* _Brief_
Retyping the data exactly is the task. Include every line.

+ + + + + + +

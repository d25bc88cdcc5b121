use std::sync::Arc;

use async_trait::async_trait;
use futures::StreamExt;
use log::{debug, info};
use reqwest::Method;
use reqwest::multipart::{Form, Part};
use tokio::sync::mpsc;
use tokio_stream::wrappers::UnboundedReceiverStream;
use userdesk_model::{ServerMessage, User};

use super::form::{ProfileImage, UserForm};
use super::upload::{UploadEvent, UploadStream, progress_body};
use crate::domains::auth::TokenStore;
use crate::infra::api_client::ApiClient;
use crate::infra::constants::routes;
use crate::infra::errors::{ClientResult, StorageResult};

/// Operations against the backend user resource plus the local list cache
#[cfg_attr(test, mockall::automock)]
#[async_trait]
pub trait UserDirectoryService: Send + Sync {
    async fn get_users(&self) -> ClientResult<Vec<User>>;

    async fn add_user(&self, form: UserForm) -> ClientResult<User>;

    async fn update_user(&self, form: UserForm) -> ClientResult<User>;

    async fn reset_password(&self, email: &str) -> ClientResult<ServerMessage>;

    async fn delete_user(&self, username: &str) -> ClientResult<ServerMessage>;

    /// Start the upload and return its event stream. Must be called from
    /// within a tokio runtime.
    fn update_profile_image(
        &self,
        username: &str,
        image: ProfileImage,
    ) -> UploadStream;

    fn add_users_to_local_cache(&self, users: &[User]) -> StorageResult<()>;

    fn get_users_from_local_cache(&self) -> StorageResult<Option<Vec<User>>>;
}

#[derive(Debug, Clone)]
pub struct UserDirectoryClient {
    client: Arc<ApiClient>,
    store: TokenStore,
}

impl UserDirectoryClient {
    pub fn new(client: Arc<ApiClient>, store: TokenStore) -> Self {
        Self { client, store }
    }
}

#[async_trait]
impl UserDirectoryService for UserDirectoryClient {
    async fn get_users(&self) -> ClientResult<Vec<User>> {
        let users: Vec<User> = self.client.get(routes::user::LIST).await?;
        debug!("[UserDirectory] Fetched {} users", users.len());
        Ok(users)
    }

    async fn add_user(&self, form: UserForm) -> ClientResult<User> {
        let multipart = form.into_multipart()?;
        self.client
            .post_multipart(routes::user::ADD, multipart)
            .await
    }

    async fn update_user(&self, form: UserForm) -> ClientResult<User> {
        let multipart = form.into_multipart()?;
        self.client
            .post_multipart(routes::user::UPDATE, multipart)
            .await
    }

    async fn reset_password(&self, email: &str) -> ClientResult<ServerMessage> {
        let url = self.client.route_url(
            routes::user::RESET_PASSWORD,
            "{email}",
            email,
        )?;
        self.client.get(url.as_str()).await
    }

    async fn delete_user(&self, username: &str) -> ClientResult<ServerMessage> {
        let url =
            self.client
                .route_url(routes::user::DELETE, "{username}", username)?;
        let message: ServerMessage = self.client.delete(url.as_str()).await?;
        info!("[UserDirectory] Deleted {}", username);
        Ok(message)
    }

    fn update_profile_image(
        &self,
        username: &str,
        image: ProfileImage,
    ) -> UploadStream {
        let (events, receiver) = mpsc::unbounded_channel();
        let client = Arc::clone(&self.client);
        let username = username.to_string();

        tokio::spawn(async move {
            let result =
                upload_profile_image(&client, username, image, events.clone())
                    .await;
            let _ = events.send(result.map(UploadEvent::Response));
        });

        UnboundedReceiverStream::new(receiver).boxed()
    }

    fn add_users_to_local_cache(&self, users: &[User]) -> StorageResult<()> {
        self.store.save_users(users)
    }

    fn get_users_from_local_cache(&self) -> StorageResult<Option<Vec<User>>> {
        self.store.users()
    }
}

async fn upload_profile_image(
    client: &ApiClient,
    username: String,
    image: ProfileImage,
    events: mpsc::UnboundedSender<ClientResult<UploadEvent>>,
) -> ClientResult<User> {
    let total = image.len();
    let body = progress_body(image.bytes, events.clone());
    let part = Part::stream_with_length(body, total)
        .file_name(image.file_name)
        .mime_str(&image.content_type)?;
    let form = Form::new()
        .text("username", username)
        .part("profileImage", part);

    let builder = client
        .request(Method::POST, routes::user::UPDATE_PROFILE_IMAGE)
        .multipart(form);
    let _ = events.send(Ok(UploadEvent::Sent));
    client.execute_json(builder).await
}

+ + + + + + +

* _Result of the exercise_
repository d25bc88cdcc5b121
use std::sync::Arc;

use async_trait::async_trait;
use futures::StreamExt;
use log::{debug, info};
use reqwest::Method;
use reqwest::multipart::{Form, Part};
use tokio::sync::mpsc;
use tokio_stream::wrappers::UnboundedReceiverStream;
use userdesk_model::{ServerMessage, User};

use super::form::{ProfileImage, UserForm};
use super::upload::{UploadEvent, UploadStream, progress_body};
use crate::domains::auth::TokenStore;
use crate::infra::api_client::ApiClient;
use crate::infra::constants::routes;
use crate::infra::errors::{ClientResult, StorageResult};

/// Operations against the backend user resource plus the local list cache
#[cfg_attr(test, mockall::automock)]
#[async_trait]
pub trait UserDirectoryService: Send + Sync {
    async fn get_users(&self) -> ClientResult<Vec<User>>;

    async fn add_user(&self, form: UserForm) -> ClientResult<User>;

    async fn update_user(&self, form: UserForm) -> ClientResult<User>;

    async fn reset_password(&self, email: &str) -> ClientResult<ServerMessage>;

    async fn delete_user(&self, username: &str) -> ClientResult<ServerMessage>;

    /// Start the upload and return its event stream. Must be called from
    /// within a tokio runtime.
    fn update_profile_image(
        &self,
        username: &str,
        image: ProfileImage,
    ) -> UploadStream;

    fn add_users_to_local_cache(&self, users: &[User]) -> StorageResult<()>;

    fn get_users_from_local_cache(&self) -> StorageResult<Option<Vec<User>>>;
}

#[derive(Debug, Clone)]
pub struct UserDirectoryClient {
    client: Arc<ApiClient>,
    store: TokenStore,
}

impl UserDirectoryClient {
    pub fn new(client: Arc<ApiClient>, store: TokenStore) -> Self {
        Self { client, store }
    }
}

#[async_trait]
impl UserDirectoryService for UserDirectoryClient {
    async fn get_users(&self) -> ClientResult<Vec<User>> {
        let users: Vec<User> = self.client.get(routes::user::LIST).await?;
        debug!("[UserDirectory] Fetched {} users", users.len());
        Ok(users)
    }

    async fn add_user(&self, form: UserForm) -> ClientResult<User> {
        let multipart = form.into_multipart()?;
        self.client
            .post_multipart(routes::user::ADD, multipart)
            .await
    }

    async fn update_user(&self, form: UserForm) -> ClientResult<User> {
        let multipart = form.into_multipart()?;
        self.client
            .post_multipart(routes::user::UPDATE, multipart)
            .await
    }

    async fn reset_password(&self, email: &str) -> ClientResult<ServerMessage> {
        let url = self.client.route_url(
            routes::user::RESET_PASSWORD,
            "{email}",
            email,
        )?;
        self.client.get(url.as_str()).await
    }

    async fn delete_user(&self, username: &str) -> ClientResult<ServerMessage> {
        let url =
            self.client
                .route_url(routes::user::DELETE, "{username}", username)?;
        let message: ServerMessage = self.client.delete(url.as_str()).await?;
        info!("[UserDirectory] Deleted {}", username);
        Ok(message)
    }

    fn update_profile_image(
        &self,
        username: &str,
        image: ProfileImage,
    ) -> UploadStream {
        let (events, receiver) = mpsc::unbounded_channel();
        let client = Arc::clone(&self.client);
        let username = username.to_string();

        tokio::spawn(async move {
            let result =
                upload_profile_image(&client, username, image, events.clone())
                    .await;
            let _ = events.send(result.map(UploadEvent::Response));
        });

        UnboundedReceiverStream::new(receiver).boxed()
    }

    fn add_users_to_local_cache(&self, users: &[User]) -> StorageResult<()> {
        self.store.save_users(users)
    }

    fn get_users_from_local_cache(&self) -> StorageResult<Option<Vec<User>>> {
        self.store.users()
    }
}

async fn upload_profile_image(
    client: &ApiClient,
    username: String,
    image: ProfileImage,
    events: mpsc::UnboundedSender<ClientResult<UploadEvent>>,
) -> ClientResult<User> {
    let total = image.len();
    let body = progress_body(image.bytes, events.clone());
    let part = Part::stream_with_length(body, total)
        .file_name(image.file_name)
        .mime_str(&image.content_type)?;
    let form = Form::new()
        .text("username", username)
        .part("profileImage", part);

    let builder = client
        .request(Method::POST, routes::user::UPDATE_PROFILE_IMAGE)
        .multipart(form);
    let _ = events.send(Ok(UploadEvent::Sent));
    client.execute_json(builder).await
}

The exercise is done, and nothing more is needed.